Instructions for the task: From the records below, copy each line in which the string "DagError" occurs.
Top of The data
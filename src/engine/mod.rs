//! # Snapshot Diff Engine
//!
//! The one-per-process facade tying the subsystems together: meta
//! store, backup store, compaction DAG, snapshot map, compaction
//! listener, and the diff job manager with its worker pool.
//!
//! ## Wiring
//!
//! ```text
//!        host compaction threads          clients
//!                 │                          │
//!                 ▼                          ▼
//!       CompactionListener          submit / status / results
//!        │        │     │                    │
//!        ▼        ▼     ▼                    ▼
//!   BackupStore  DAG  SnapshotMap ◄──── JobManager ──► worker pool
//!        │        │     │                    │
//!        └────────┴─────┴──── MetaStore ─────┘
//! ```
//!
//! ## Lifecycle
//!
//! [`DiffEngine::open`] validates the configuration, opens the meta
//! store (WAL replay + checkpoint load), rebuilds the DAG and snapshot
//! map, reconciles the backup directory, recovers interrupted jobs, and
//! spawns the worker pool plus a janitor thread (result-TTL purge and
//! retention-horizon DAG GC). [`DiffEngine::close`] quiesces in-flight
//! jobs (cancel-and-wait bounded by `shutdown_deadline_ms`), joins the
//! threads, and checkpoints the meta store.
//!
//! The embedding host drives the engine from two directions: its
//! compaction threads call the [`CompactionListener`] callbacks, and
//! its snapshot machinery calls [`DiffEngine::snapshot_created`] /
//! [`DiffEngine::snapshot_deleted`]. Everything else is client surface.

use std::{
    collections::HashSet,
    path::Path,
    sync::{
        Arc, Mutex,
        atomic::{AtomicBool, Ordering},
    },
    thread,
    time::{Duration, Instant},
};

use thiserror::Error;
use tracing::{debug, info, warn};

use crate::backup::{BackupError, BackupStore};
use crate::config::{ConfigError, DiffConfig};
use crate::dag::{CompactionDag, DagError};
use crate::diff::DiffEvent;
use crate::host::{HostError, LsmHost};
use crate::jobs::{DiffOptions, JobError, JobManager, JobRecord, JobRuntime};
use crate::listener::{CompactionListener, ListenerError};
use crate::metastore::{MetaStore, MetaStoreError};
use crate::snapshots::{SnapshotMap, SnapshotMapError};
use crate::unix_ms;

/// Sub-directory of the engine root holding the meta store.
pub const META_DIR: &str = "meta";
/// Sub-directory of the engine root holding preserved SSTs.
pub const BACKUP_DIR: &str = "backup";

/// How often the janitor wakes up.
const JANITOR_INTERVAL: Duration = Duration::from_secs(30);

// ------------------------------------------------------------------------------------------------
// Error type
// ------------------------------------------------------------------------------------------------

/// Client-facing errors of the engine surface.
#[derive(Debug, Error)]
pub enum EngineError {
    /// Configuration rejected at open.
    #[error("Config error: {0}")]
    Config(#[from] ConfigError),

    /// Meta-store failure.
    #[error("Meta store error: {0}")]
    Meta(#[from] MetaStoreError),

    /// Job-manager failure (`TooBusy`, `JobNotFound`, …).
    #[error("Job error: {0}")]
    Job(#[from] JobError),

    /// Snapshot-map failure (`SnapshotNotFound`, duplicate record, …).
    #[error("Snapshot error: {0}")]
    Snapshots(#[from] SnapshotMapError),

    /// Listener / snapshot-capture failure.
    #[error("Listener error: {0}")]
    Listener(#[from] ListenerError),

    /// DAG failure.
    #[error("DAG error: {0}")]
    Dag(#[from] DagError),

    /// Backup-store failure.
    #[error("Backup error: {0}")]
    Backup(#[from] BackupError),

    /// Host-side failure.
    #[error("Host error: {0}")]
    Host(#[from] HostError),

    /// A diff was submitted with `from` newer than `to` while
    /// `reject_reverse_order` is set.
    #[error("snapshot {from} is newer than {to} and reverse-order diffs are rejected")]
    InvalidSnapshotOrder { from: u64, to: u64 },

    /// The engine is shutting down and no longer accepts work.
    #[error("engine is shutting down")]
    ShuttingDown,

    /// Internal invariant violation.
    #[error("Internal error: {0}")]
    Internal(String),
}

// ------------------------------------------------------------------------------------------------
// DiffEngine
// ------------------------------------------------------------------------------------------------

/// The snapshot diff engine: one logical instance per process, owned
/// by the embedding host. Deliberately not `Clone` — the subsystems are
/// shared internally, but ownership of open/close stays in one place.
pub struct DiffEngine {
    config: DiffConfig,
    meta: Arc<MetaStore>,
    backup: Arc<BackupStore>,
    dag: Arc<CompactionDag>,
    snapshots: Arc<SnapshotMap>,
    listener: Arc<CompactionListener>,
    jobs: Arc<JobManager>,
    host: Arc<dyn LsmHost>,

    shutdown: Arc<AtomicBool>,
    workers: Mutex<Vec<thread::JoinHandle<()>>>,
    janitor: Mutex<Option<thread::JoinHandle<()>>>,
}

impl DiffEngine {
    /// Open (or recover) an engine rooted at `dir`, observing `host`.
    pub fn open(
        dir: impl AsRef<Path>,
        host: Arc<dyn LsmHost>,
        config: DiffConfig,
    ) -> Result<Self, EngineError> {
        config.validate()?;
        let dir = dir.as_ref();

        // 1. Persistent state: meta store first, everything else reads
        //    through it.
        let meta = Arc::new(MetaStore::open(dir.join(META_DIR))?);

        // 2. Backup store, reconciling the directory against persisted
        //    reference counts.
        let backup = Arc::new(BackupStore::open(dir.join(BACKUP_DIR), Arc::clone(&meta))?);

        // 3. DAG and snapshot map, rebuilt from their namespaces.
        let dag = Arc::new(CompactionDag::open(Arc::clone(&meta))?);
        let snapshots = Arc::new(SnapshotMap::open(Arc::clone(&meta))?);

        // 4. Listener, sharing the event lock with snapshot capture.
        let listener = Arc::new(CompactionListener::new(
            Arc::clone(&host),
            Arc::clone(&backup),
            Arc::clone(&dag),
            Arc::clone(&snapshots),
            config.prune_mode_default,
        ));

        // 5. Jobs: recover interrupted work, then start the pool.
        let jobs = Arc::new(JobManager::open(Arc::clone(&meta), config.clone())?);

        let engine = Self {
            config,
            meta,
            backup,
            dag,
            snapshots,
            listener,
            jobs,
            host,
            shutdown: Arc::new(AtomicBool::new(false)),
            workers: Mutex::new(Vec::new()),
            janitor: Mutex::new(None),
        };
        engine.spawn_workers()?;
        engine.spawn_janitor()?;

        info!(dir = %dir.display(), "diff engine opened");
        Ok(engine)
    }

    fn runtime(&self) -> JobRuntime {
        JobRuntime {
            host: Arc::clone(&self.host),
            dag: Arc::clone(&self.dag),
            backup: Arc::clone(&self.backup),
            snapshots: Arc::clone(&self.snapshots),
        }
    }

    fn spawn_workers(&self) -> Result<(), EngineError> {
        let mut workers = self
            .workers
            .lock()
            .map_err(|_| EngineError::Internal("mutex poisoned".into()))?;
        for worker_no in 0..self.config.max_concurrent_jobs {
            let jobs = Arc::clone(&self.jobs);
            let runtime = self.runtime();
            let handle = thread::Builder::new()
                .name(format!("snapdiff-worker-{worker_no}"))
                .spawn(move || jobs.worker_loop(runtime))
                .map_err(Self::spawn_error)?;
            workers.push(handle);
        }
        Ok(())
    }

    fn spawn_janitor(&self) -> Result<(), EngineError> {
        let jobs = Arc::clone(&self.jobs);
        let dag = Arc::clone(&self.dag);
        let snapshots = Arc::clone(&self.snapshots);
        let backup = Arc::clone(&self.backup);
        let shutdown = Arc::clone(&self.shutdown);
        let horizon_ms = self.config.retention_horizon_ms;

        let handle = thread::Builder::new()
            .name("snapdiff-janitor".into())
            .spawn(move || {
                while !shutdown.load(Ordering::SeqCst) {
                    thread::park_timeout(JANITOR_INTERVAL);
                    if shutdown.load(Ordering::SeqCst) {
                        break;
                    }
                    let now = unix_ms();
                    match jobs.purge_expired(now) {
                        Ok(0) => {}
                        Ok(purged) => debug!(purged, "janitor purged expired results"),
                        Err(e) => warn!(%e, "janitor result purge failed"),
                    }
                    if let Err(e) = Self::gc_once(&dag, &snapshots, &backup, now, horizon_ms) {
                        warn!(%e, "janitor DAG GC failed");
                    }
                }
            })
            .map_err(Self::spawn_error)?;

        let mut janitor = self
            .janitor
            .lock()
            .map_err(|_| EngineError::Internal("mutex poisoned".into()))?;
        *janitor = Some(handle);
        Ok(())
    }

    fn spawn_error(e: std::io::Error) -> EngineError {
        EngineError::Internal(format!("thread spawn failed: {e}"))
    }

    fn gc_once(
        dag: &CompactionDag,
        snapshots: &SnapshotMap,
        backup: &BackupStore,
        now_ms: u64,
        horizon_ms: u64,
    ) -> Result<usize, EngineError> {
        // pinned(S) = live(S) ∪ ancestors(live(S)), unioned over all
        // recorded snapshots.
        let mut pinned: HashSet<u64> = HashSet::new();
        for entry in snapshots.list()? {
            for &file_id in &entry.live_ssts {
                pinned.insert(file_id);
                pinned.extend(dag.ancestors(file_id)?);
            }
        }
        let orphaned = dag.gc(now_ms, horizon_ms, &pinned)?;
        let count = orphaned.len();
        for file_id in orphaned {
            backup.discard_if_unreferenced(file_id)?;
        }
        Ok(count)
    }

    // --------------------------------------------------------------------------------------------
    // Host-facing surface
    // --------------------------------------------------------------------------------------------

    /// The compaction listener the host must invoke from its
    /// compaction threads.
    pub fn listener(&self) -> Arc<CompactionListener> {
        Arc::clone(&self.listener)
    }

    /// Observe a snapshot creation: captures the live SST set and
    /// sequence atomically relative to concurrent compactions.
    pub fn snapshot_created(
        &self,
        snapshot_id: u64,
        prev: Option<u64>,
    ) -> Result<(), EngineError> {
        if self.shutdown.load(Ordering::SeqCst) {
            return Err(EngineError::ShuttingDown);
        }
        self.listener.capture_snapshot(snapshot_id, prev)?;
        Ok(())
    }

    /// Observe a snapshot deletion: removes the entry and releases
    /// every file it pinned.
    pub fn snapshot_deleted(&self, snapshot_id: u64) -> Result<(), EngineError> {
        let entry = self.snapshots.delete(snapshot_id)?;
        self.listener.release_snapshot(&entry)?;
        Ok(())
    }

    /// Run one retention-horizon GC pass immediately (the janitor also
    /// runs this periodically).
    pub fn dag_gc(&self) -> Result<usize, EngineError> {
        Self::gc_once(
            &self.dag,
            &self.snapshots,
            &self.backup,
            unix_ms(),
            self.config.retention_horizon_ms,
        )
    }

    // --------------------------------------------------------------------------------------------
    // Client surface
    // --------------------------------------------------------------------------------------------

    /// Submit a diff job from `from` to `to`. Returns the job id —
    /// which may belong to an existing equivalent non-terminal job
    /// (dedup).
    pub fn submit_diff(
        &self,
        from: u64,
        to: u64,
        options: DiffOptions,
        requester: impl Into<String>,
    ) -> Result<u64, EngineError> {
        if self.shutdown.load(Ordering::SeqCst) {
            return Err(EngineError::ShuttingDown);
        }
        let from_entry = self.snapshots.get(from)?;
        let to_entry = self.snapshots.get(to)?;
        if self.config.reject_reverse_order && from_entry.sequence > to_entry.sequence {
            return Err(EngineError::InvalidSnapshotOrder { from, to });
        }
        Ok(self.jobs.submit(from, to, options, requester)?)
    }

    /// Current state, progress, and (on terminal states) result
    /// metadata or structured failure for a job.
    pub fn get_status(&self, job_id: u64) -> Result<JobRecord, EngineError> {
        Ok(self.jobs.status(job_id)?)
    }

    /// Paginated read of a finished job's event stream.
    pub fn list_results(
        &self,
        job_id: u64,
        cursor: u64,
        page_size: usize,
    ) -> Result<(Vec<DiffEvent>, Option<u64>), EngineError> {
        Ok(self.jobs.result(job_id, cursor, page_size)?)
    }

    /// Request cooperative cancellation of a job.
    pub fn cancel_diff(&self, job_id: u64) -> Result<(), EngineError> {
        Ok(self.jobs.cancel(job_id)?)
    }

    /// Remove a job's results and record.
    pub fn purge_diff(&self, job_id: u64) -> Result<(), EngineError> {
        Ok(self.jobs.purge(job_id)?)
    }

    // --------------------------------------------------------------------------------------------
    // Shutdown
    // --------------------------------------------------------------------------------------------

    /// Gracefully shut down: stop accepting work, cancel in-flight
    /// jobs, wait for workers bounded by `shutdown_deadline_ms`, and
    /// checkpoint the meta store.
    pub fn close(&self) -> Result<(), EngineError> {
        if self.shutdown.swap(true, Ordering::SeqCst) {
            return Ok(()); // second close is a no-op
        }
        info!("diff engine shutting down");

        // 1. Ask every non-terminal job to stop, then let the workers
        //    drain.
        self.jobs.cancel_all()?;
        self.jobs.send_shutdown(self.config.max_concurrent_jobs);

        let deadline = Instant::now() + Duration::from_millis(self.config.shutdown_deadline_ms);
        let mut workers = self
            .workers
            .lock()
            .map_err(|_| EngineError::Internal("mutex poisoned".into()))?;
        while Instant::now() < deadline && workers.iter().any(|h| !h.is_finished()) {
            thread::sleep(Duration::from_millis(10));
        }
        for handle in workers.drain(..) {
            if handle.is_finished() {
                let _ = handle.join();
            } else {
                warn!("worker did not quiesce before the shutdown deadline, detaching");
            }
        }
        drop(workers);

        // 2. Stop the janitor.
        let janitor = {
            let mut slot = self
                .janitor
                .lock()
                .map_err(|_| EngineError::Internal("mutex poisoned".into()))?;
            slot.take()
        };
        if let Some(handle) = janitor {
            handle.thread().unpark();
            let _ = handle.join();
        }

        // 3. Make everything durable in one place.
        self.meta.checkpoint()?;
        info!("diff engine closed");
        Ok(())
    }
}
Bottom of The data
Answer box:
use crate::dag::{CompactionDag, DagError};
    Dag(#[from] DagError),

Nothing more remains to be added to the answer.